TASK DATA:
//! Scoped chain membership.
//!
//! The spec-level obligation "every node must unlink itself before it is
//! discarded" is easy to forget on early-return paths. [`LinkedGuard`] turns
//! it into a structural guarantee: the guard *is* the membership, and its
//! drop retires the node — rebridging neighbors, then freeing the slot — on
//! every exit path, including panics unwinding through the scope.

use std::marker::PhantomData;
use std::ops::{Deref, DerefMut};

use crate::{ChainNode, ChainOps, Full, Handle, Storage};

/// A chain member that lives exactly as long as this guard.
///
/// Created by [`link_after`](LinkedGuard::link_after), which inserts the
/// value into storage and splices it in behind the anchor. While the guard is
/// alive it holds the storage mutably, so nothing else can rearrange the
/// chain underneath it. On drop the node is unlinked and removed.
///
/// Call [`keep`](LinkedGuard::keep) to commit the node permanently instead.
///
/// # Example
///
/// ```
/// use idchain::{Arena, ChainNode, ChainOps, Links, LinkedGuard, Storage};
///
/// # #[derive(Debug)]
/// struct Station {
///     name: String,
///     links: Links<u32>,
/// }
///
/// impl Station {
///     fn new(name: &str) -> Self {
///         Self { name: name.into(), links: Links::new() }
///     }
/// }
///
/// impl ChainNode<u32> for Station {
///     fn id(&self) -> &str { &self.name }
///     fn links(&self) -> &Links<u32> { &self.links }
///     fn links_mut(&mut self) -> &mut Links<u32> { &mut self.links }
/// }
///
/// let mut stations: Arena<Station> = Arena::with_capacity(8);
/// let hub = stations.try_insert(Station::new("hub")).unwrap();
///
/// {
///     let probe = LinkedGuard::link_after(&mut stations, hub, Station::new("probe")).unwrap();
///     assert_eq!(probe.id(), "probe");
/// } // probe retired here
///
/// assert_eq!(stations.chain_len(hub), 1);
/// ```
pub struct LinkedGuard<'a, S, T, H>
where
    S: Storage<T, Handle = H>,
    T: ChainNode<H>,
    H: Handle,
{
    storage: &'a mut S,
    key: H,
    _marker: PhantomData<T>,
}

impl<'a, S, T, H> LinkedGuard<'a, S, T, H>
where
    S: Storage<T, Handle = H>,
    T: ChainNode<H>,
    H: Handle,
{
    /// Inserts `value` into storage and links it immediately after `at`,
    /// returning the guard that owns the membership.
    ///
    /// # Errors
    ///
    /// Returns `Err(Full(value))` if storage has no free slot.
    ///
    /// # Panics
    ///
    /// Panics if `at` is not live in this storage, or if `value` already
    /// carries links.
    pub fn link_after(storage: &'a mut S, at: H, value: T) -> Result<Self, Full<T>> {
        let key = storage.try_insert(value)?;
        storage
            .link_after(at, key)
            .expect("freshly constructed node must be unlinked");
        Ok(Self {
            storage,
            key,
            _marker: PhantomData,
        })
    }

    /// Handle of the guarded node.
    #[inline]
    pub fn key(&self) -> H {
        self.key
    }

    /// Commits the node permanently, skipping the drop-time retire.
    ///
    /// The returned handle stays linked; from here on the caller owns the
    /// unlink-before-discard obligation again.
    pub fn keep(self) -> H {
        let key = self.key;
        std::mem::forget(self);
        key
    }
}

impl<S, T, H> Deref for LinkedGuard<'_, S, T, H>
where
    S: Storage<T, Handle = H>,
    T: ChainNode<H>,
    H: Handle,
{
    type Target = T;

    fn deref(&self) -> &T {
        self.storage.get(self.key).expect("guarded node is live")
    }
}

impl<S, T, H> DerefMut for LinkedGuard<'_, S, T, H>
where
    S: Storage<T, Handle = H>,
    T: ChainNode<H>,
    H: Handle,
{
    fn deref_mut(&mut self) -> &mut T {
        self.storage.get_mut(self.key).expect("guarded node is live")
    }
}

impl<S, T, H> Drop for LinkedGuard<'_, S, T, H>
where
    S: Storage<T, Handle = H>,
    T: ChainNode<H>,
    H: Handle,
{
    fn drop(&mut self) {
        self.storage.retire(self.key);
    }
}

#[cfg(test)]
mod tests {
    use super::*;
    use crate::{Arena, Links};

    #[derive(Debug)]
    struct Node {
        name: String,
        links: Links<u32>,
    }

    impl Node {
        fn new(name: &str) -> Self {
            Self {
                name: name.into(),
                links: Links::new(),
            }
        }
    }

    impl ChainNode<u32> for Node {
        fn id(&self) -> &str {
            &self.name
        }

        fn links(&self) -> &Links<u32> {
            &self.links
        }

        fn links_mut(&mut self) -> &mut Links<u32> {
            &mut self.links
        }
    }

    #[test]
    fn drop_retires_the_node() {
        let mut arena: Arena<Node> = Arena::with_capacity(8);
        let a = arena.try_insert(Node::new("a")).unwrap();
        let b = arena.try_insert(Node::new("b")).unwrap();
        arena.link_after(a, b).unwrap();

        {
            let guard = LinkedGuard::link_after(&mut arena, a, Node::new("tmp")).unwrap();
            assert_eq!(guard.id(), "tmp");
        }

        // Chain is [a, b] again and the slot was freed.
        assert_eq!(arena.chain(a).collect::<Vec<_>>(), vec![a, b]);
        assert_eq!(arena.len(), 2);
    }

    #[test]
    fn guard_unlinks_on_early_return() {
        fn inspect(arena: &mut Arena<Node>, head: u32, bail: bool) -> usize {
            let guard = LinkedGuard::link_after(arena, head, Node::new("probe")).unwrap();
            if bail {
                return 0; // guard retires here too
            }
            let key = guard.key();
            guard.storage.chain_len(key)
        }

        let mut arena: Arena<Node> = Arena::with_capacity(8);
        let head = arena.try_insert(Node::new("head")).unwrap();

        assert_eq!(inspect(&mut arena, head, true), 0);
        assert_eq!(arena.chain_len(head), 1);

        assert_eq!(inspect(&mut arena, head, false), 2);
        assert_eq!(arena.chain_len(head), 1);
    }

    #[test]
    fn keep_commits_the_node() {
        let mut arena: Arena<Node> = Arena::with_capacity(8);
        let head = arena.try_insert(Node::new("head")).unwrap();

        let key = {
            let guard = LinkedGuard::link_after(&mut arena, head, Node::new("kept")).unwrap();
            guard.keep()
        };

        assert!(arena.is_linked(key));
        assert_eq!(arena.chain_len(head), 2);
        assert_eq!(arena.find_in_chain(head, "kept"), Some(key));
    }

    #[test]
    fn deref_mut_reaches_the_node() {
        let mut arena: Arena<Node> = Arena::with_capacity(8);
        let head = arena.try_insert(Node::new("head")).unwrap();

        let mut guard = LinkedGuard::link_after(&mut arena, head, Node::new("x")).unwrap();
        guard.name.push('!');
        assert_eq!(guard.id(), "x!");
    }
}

WORK TASK: Please return a copy of each line in the entries that has the string "owns".

ANSWER TO THIS EXERCISE:
    /// returning the guard that owns the membership.
    /// The returned handle stays linked; from here on the caller owns the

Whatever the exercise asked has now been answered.